The goal of internationalization
The answer is this – the Malaysian government in general and the Ministry of Higher Education (MoHE) in particular have been working to make Malaysia an international center for higher education.
With 131,000 international students currently enrolled in our HEIs, we are on track to meet our goal of welcoming 250,000 by 2025.
To make this possible, our universities have set up and executed various initiatives such as offering offshore programs as well as creating MoUs and MoUs.
Such efforts will facilitate international collaborations in research and innovation, teaching and learning, student and staff mobility programs, and much more. The benefits are truly abundant.
Building a higher education hub for Malaysia means for us to attract and retain a critical mass of students, experts, higher education institutions, knowledge industries, science and technology centers, etc.
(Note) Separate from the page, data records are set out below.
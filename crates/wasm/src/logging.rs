//! `log` backend writing to the browser console.
//!
//! Initialization is idempotent and never panics; a second call only
//! adjusts the level.

use log::{Level, LevelFilter, Log, Metadata, Record};

struct ConsoleLogger;

static LOGGER: ConsoleLogger = ConsoleLogger;

impl Log for ConsoleLogger {
    fn enabled(&self, metadata: &Metadata<'_>) -> bool {
        metadata.level() <= log::max_level()
    }

    fn log(&self, record: &Record<'_>) {
        if !self.enabled(record.metadata()) {
            return;
        }
        let line = format!("[paper-trails] {} {}", record.target(), record.args());
        let line = line.into();
        match record.level() {
            Level::Error => web_sys::console::error_1(&line),
            Level::Warn => web_sys::console::warn_1(&line),
            Level::Info => web_sys::console::info_1(&line),
            Level::Debug | Level::Trace => web_sys::console::debug_1(&line),
        }
    }

    fn flush(&self) {}
}

/// Parse a level name, falling back to `info` for anything unknown.
pub fn parse_level(level: &str) -> LevelFilter {
    match level.trim().to_ascii_lowercase().as_str() {
        "off" => LevelFilter::Off,
        "error" => LevelFilter::Error,
        "warn" => LevelFilter::Warn,
        "debug" => LevelFilter::Debug,
        "trace" => LevelFilter::Trace,
        _ => LevelFilter::Info,
    }
}

pub fn init(level: LevelFilter) {
    // Err only means a logger is already installed.
    let _ = log::set_logger(&LOGGER);
    log::set_max_level(level);
}

#[cfg(test)]
mod tests {
    use super::*;

    #[test]
    fn level_names() {
        assert_eq!(parse_level("WARN"), LevelFilter::Warn);
        assert_eq!(parse_level(" debug "), LevelFilter::Debug);
        assert_eq!(parse_level("verbose"), LevelFilter::Info);
    }
}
Benefits of going international
Various parties stand to gain from the internationalization of higher education in Malaysia.
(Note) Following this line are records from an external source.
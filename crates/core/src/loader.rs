//! Parsing of the three data resources.
//!
//! - people: a JSON object keyed by person id
//!   (`{"curie": {"name": "Marie Curie", "publications": [...]}}`), kept in
//!   file order
//! - discoveries: a JSON array of discovery records
//! - significant events: a JSON array of `{startYear, endYear, ...}` records
//!
//! The resources are JSON renditions of the hand-edited YAML files under
//! `data/`, same keys and shapes. Convert after editing, e.g.
//! `yq -o=json data/scientists.yaml > data/scientists.json`.
//!
//! [`load_all`] is the provider-side error boundary: a failed resource is
//! logged and replaced by an empty collection.

use indexmap::IndexMap;
use thiserror::Error;

use crate::model::{Dataset, Discovery, Person, SignificantEvent};

/// Which of the three resources a load concerns.
#[derive(Debug, Clone, Copy, PartialEq, Eq)]
pub enum Resource {
    People,
    Discoveries,
    Events,
}

impl Resource {
    /// Path of the resource relative to the site root.
    pub fn path(self) -> &'static str {
        match self {
            Resource::People => "data/scientists.json",
            Resource::Discoveries => "data/discoveries.json",
            Resource::Events => "data/significantevents.json",
        }
    }
}

impl std::fmt::Display for Resource {
    fn fmt(&self, f: &mut std::fmt::Formatter<'_>) -> std::fmt::Result {
        match self {
            Resource::People => write!(f, "scientists"),
            Resource::Discoveries => write!(f, "discoveries"),
            Resource::Events => write!(f, "significant events"),
        }
    }
}

#[derive(Debug, Error)]
pub enum LoadError {
    #[error("invalid JSON: {0}")]
    Json(#[from] serde_json::Error),
    #[error("fetch failed: {0}")]
    Fetch(String),
}

/// Parse the people resource in file order. An empty document or `null`
/// yields no people.
pub fn parse_people(data: &[u8]) -> Result<Vec<Person>, LoadError> {
    if is_blank(data) {
        return Ok(Vec::new());
    }
    let map: Option<IndexMap<String, Person>> = serde_json::from_slice(data)?;
    Ok(map
        .unwrap_or_default()
        .into_iter()
        .map(|(id, mut person)| {
            person.id = id;
            person
        })
        .collect())
}

pub fn parse_discoveries(data: &[u8]) -> Result<Vec<Discovery>, LoadError> {
    if is_blank(data) {
        return Ok(Vec::new());
    }
    let list: Option<Vec<Discovery>> = serde_json::from_slice(data)?;
    Ok(list.unwrap_or_default())
}

pub fn parse_events(data: &[u8]) -> Result<Vec<SignificantEvent>, LoadError> {
    if is_blank(data) {
        return Ok(Vec::new());
    }
    let list: Option<Vec<SignificantEvent>> = serde_json::from_slice(data)?;
    Ok(list.unwrap_or_default())
}

/// Raw outcome of fetching each resource.
#[derive(Debug)]
pub struct RawResources {
    pub people: Result<Vec<u8>, LoadError>,
    pub discoveries: Result<Vec<u8>, LoadError>,
    pub events: Result<Vec<u8>, LoadError>,
}

/// Parse whatever was fetched into a [`Dataset`], logging and skipping any
/// resource that failed to fetch or parse.
pub fn load_all(raw: RawResources) -> Dataset {
    let people = settle(Resource::People, raw.people.and_then(|d| parse_people(&d)));
    let discoveries = settle(
        Resource::Discoveries,
        raw.discoveries.and_then(|d| parse_discoveries(&d)),
    );
    let events = settle(Resource::Events, raw.events.and_then(|d| parse_events(&d)));
    Dataset {
        people,
        discoveries,
        events,
    }
}

fn settle<T>(resource: Resource, result: Result<Vec<T>, LoadError>) -> Vec<T> {
    match result {
        Ok(items) => {
            log::info!("{resource} data loaded: {} records", items.len());
            items
        }
        Err(err) => {
            log::error!("failed to load {resource} data: {err}");
            Vec::new()
        }
    }
}

fn is_blank(data: &[u8]) -> bool {
    data.iter().all(u8::is_ascii_whitespace)
}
In terms of universities, we can expect improved teaching and learning as well as research and innovation methods that can compete with developed countries.
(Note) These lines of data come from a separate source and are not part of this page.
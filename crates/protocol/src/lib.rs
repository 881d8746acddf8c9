pub mod commands;
pub mod key;
pub mod shared_str;
pub mod theme;
pub mod types;

pub use commands::{RenderCommand, TextAlign, TextBaseline};
pub use key::{ItemKey, KeyParseError};
pub use shared_str::SharedStr;
pub use theme::{Paint, ThemeToken};
pub use types::{Color, Point, Rect, Size};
Culturally or socially, we will be able to promote Malaysian culture and our mother tongue, Bahasa Malaysia, to our international counterparts. The process of internationalization will also expose Malaysians to different cultures without having to leave the country.
Economically, internationalization is a remedy for the challenges posed by the pandemic.
It contributes to the country’s revenue generation, especially through the influx of international students entering the country.
One effect of internationalization efforts that may have gone unnoticed is the narrowing of the gender gap.
Currently, 55% of our scholars are women who continue to achieve success in various teaching subjects.
In addition, those enrolled in our public HEIs include 357,087 women, which represents 61% of the total student body.
On the other hand, more than 537,434 – or 53% of the students enrolled in our private HEIs – are also women.
Therefore, if the number of registrations increases, it is reasonable to believe that the corporate sector will be made up of more female leaders in the near future.
Malaysia’s Selling Points
To attract new partnerships, there are several selling points that I regularly highlight in my speeches abroad.
The first is the ranking of Malaysian universities.
In the Quacquarelli Symonds (QS) World University Rankings 2023, Universiti Malaya is ranked among the top 100 universities and Universiti Putra Malaysia, Universiti Kebangsaan Malaysia, as well as Universiti Sains Malaysia, are in the top 200.
Many of our universities have performed well and are expected to improve in the years to come.
Secondly, the cost of living in Malaysia is much lower than in developed countries with highly ranked universities.
Our capital, Kuala Lumpur, is consistently highly ranked in the “Most Affordable Cities for Students” by QS Top Universities.
Due to the lower cost, students can afford to enjoy our various beautiful destinations across the country, as well as explore our rich and diverse cultural heritage.
Third, tourism is a form of education in itself.
The MoHE will soon launch the Educational Tourism (edu-tourism) programme.
Edu-tourism will provide an immersive educational experience in Malaysia’s most scenic destinations, which comes with exposure to rich cultures and diverse traditions.
Under this program, Malaysian HEIs will serve as tourism hubs.
Fourth, the progressive nature of our higher education system, which supports sustainable and inclusive lifelong learning.
The MoHE is a strong supporter of the United Nations Sustainable Development Goals (SDGs) and we focus on the 4th SDG of quality education. This, in combination with our 12th Plan Malaysia, underlines the importance of the notion of ‘leaving no one behind’.
To this end, we have introduced micro-certification courses and accreditation of prior experiential learning (APEL). Both initiatives are administered by the Malaysian Qualifications Agency.
Under the micro-certificate initiative, learners can take short courses at different institutions and combine them to convert them into an awarded qualification. There are currently over 11,000 micro-degree courses offered by our HEIs.
APEL, on the other hand, allows candidates to use their experiences to earn credits in their degree program. In June 2022, we had over 26,000 applicants pursuing APEL.
Essentially, HEIs across Malaysia have done well in planning and executing efforts that promote the internationalization of our higher education.
They proved they were a united family.
May our internationalization efforts prosper regardless of the challenges and obstacles that await us in these uncertain times.
Datuk Seri Dr. Noraini Ahmad is Minister of Higher Education.